William A. Johnson
AIME Rossiter W. Raymond Memorial Award in
1947
All metallurgists are thoroughly aware of the importance of the diffusion of solids in solids. Such diffusion, the nature of which is imperfectly understood, enters importantly into many metallurgical processes from the preparation of homogeneous metallic materials to securing new structures and properties by thermal treatment, as in quenching of steel or age hardening of alloys of aluminum. Many laymen are now aware that uranium 235 was separated from ordinary uranium by gaseous diffusion using the principles underlying the physics of isotopes, but no layman and few metallurgists have been aware until recently that these principles can be used for the study of the diffusion of solids in solids.

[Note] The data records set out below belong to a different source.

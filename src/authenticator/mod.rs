use async_trait::async_trait;
use thiserror::Error;

use crate::ceremony::{
    Assertion, Attestation, DecodedAuthenticationOptions, DecodedRegistrationOptions,
};

/// Errors reported by the platform credential capability.
///
/// The distinction between a dismissal and a genuine authenticator failure
/// matters to callers: a dismissal is a user decision, not a fault.
#[derive(Debug, Error)]
pub enum PlatformError {
    /// The user dismissed the credential prompt.
    #[error("User dismissed the authenticator prompt")]
    Cancelled,

    /// No credential on this platform satisfies the request.
    #[error("No credential available for this request")]
    NoCredential,

    /// Any other platform-level ceremony failure, e.g. a credential that is
    /// already registered with the authenticator.
    #[error("Authenticator failure: {0}")]
    Failed(String),
}

/// The platform credential capability (`navigator.credentials` in a
/// browser host, a CTAP client elsewhere).
///
/// Both calls may suspend indefinitely while the platform waits for user
/// interaction; the platform owns that timeout, not this crate.
#[async_trait]
pub trait PlatformAuthenticator: Send + Sync {
    /// Mint a new credential from decoded registration options
    /// (credential-creation, `webauthn.create`).
    async fn create_credential(
        &self,
        options: &DecodedRegistrationOptions,
    ) -> Result<Attestation, PlatformError>;

    /// Produce an assertion for decoded authentication options
    /// (credential-retrieval, `webauthn.get`).
    async fn get_credential(
        &self,
        options: &DecodedAuthenticationOptions,
    ) -> Result<Assertion, PlatformError>;
}
use serde::{Deserialize, Serialize};
use serde_json::Value;

/// Body of the start-registration and start-authentication endpoints.
///
/// `credential` is a JSON document serialized as a string; its `publicKey`
/// member carries the actual options. `id` correlates the later finish call
/// with this start call and must be echoed back unchanged.
#[derive(Deserialize, Debug)]
pub(crate) struct StartResponse {
    pub(crate) credential: String,
    pub(crate) id: String,
}

#[derive(Serialize, Deserialize, Debug, Clone, PartialEq)]
pub struct RelyingParty {
    pub id: String,
    #[serde(default, skip_serializing_if = "Option::is_none")]
    pub name: Option<String>,
}

/// Wire-side user entity with a base64url-encoded id.
#[derive(Serialize, Deserialize, Debug, Clone, PartialEq)]
#[serde(rename_all = "camelCase")]
pub struct UserEntity {
    pub id: String,
    pub name: String,
    pub display_name: String,
}

#[derive(Serialize, Deserialize, Debug, Clone, PartialEq)]
pub struct PubKeyCredParam {
    #[serde(rename = "type")]
    pub type_: String,
    pub alg: i32,
}

#[derive(Serialize, Deserialize, Debug, Clone, PartialEq)]
#[serde(rename_all = "camelCase")]
pub struct AuthenticatorSelection {
    #[serde(default, skip_serializing_if = "Option::is_none")]
    pub authenticator_attachment: Option<String>,
    #[serde(default, skip_serializing_if = "Option::is_none")]
    pub resident_key: Option<String>,
    #[serde(default, skip_serializing_if = "Option::is_none")]
    pub require_resident_key: Option<bool>,
    #[serde(default, skip_serializing_if = "Option::is_none")]
    pub user_verification: Option<String>,
}

/// Wire-side credential reference (exclude/allow lists) with a base64url id.
#[derive(Serialize, Deserialize, Debug, Clone, PartialEq)]
pub struct CredentialDescriptor {
    #[serde(rename = "type")]
    pub type_: String,
    pub id: String,
}

/// Registration options as issued by the server (the `publicKey` member of
/// the start-registration `credential` document). Binary fields are still
/// base64url strings here; [`crate::decode_registration_options`] produces
/// the binary form the platform capability consumes.
#[derive(Deserialize, Debug, Clone)]
#[serde(rename_all = "camelCase")]
pub struct RegistrationOptions {
    pub challenge: String,
    pub rp: RelyingParty,
    pub user: UserEntity,
    #[serde(default)]
    pub pub_key_cred_params: Vec<PubKeyCredParam>,
    #[serde(default)]
    pub timeout: Option<u32>,
    #[serde(default)]
    pub attestation: Option<String>,
    #[serde(default)]
    pub authenticator_selection: Option<AuthenticatorSelection>,
    #[serde(default)]
    pub exclude_credentials: Option<Vec<CredentialDescriptor>>,
    /// Extension requests are not supported and are dropped during decoding.
    #[serde(default)]
    pub extensions: Option<Value>,
}

/// Authentication options as issued by the server. An empty or absent
/// allow-list requests any discoverable credential (passkey flow).
#[derive(Deserialize, Debug, Clone)]
#[serde(rename_all = "camelCase")]
pub struct AuthenticationOptions {
    pub challenge: String,
    #[serde(default)]
    pub rp_id: Option<String>,
    #[serde(default)]
    pub timeout: Option<u32>,
    #[serde(default)]
    pub user_verification: Option<String>,
    #[serde(default)]
    pub allow_credentials: Option<Vec<CredentialDescriptor>>,
    #[serde(default)]
    pub extensions: Option<Value>,
}

/// User entity with the id decoded to bytes for the platform capability.
#[derive(Debug, Clone, PartialEq)]
pub struct DecodedUserEntity {
    pub id: Vec<u8>,
    pub name: String,
    pub display_name: String,
}

#[derive(Debug, Clone, PartialEq)]
pub struct DecodedCredentialDescriptor {
    pub type_: String,
    pub id: Vec<u8>,
}

/// Registration options with challenge, user id, and exclusion ids decoded
/// to bytes, ready for credential creation.
#[derive(Debug, Clone)]
pub struct DecodedRegistrationOptions {
    pub challenge: Vec<u8>,
    pub rp: RelyingParty,
    pub user: DecodedUserEntity,
    pub pub_key_cred_params: Vec<PubKeyCredParam>,
    pub timeout: Option<u32>,
    pub attestation: Option<String>,
    pub authenticator_selection: Option<AuthenticatorSelection>,
    pub exclude_credentials: Vec<DecodedCredentialDescriptor>,
}

/// Authentication options with challenge and allow-list ids decoded to
/// bytes, ready for credential retrieval.
#[derive(Debug, Clone)]
pub struct DecodedAuthenticationOptions {
    pub challenge: Vec<u8>,
    pub rp_id: Option<String>,
    pub timeout: Option<u32>,
    pub user_verification: Option<String>,
    pub allow_credentials: Vec<DecodedCredentialDescriptor>,
}

/// Attestation produced by the platform capability on registration.
/// Binary fields stay binary here; the attestation object is opaque to the
/// client (its encoding is authenticator-specific and only the relying
/// party parses it).
#[derive(Debug, Clone, PartialEq)]
pub struct Attestation {
    pub id: String,
    pub raw_id: Vec<u8>,
    pub type_: String,
    pub client_data_json: Vec<u8>,
    pub attestation_object: Vec<u8>,
}

/// Assertion produced by the platform capability on authentication.
/// `user_handle` is absent for non-discoverable credentials and its absence
/// must survive re-encoding.
#[derive(Debug, Clone, PartialEq)]
pub struct Assertion {
    pub id: String,
    pub raw_id: Vec<u8>,
    pub type_: String,
    pub client_data_json: Vec<u8>,
    pub authenticator_data: Vec<u8>,
    pub signature: Vec<u8>,
    pub user_handle: Option<Vec<u8>>,
}

/// Base64url re-encoding of an [`Attestation`] for the finish-registration
/// endpoint.
#[derive(Serialize, Deserialize, Debug, Clone, PartialEq)]
#[serde(rename_all = "camelCase")]
pub struct RegistrationCredential {
    pub id: String,
    pub raw_id: String,
    #[serde(rename = "type")]
    pub type_: String,
    pub response: AttestationResponse,
}

#[derive(Serialize, Deserialize, Debug, Clone, PartialEq)]
pub struct AttestationResponse {
    #[serde(rename = "clientDataJSON")]
    pub client_data_json: String,
    #[serde(rename = "attestationObject")]
    pub attestation_object: String,
}

/// Base64url re-encoding of an [`Assertion`] for the finish-authentication
/// endpoint.
#[derive(Serialize, Deserialize, Debug, Clone, PartialEq)]
#[serde(rename_all = "camelCase")]
pub struct AuthenticationCredential {
    pub id: String,
    pub raw_id: String,
    #[serde(rename = "type")]
    pub type_: String,
    pub response: AssertionResponse,
}

#[derive(Serialize, Deserialize, Debug, Clone, PartialEq)]
pub struct AssertionResponse {
    #[serde(rename = "clientDataJSON")]
    pub client_data_json: String,
    #[serde(rename = "authenticatorData")]
    pub authenticator_data: String,
    pub signature: String,
    #[serde(
        rename = "userHandle",
        default,
        skip_serializing_if = "Option::is_none"
    )]
    pub user_handle: Option<String>,
}

/// Body of the finish-registration and finish-authentication endpoints:
/// the re-encoded credential plus the ceremony id from the start call.
#[derive(Serialize, Debug, Clone)]
#[serde(rename_all = "camelCase")]
pub struct ServerEnvelope<C> {
    pub public_key_credential: C,
    pub id: String,
}

/// Verification outcome reported by the finish endpoints. `data` is the
/// optional application payload a verified authentication may carry.
#[derive(Deserialize, Debug, Clone)]
pub struct VerificationResponse {
    #[serde(default)]
    pub verified: bool,
    #[serde(default)]
    pub error: Option<String>,
    #[serde(default)]
    pub data: Option<Value>,
}

/// Progress of a single ceremony instance. Terminal states end the
/// instance; a new activation starts a fresh ceremony.
#[derive(Debug, Clone, Copy, PartialEq, Eq)]
pub enum CeremonyState {
    Idle,
    AwaitingServerOptions,
    AwaitingPlatformResult,
    AwaitingServerVerification,
    Verified,
    Rejected,
    Failed,
}

/// Result of a ceremony that ran to completion. A server-side rejection is
/// a completed ceremony, not an error; transport, platform, and protocol
/// faults surface as [`super::CeremonyError`] instead.
#[derive(Debug, Clone, PartialEq)]
pub enum CeremonyOutcome {
    Verified { data: Option<Value> },
    Rejected { reason: Option<String> },
}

The use of such methods was described in a paper entitled "Diffusion of the Stable Isotopes of Nickel in Copper" by William A. Johnson, which was considered outstanding among the many technical contributions by young men to A.I.M.E. during the past year, and well worthy of the second annual Rossiter W. Raymond Award. Dr. Johnson found that the relative proportion of the isotopes of nickel is altered by diffusion into copper and that the changes in isotopic constitution can be explained by assuming that they diffuse at a ratio inversely proportional to the square root of their mass. This work may have important ramifications not only for metallurgy, but also for atomic physics.
William Austin Johnson was born in Washington, November 9, 1913 and was educated in that city and at Lehigh University, where he graduated in 1935. He took post-graduate work as Westinghouse Re¬ search Fellow at Carnegie Institute of Technology and received his D.Sc. degree in 1940. After a short period as instructor at that school, he joined the research staff, Westinghouse Electric Corp., where he advanced rapidly to manager of the metallurgy section of the Westinghouse Re¬ search Laboratories. A few months ago he was selected to take charge of the new metallurgical division of the Clinton Laboratories at Oak Ridge, Tenn., in connection with the military and peacetime applications of atomic energy. Dr. Johnson is the eleventh Westinghouse technical man to join the pool of scientific manpower working at Oak Ridge to harness atomic power for peacetime applications.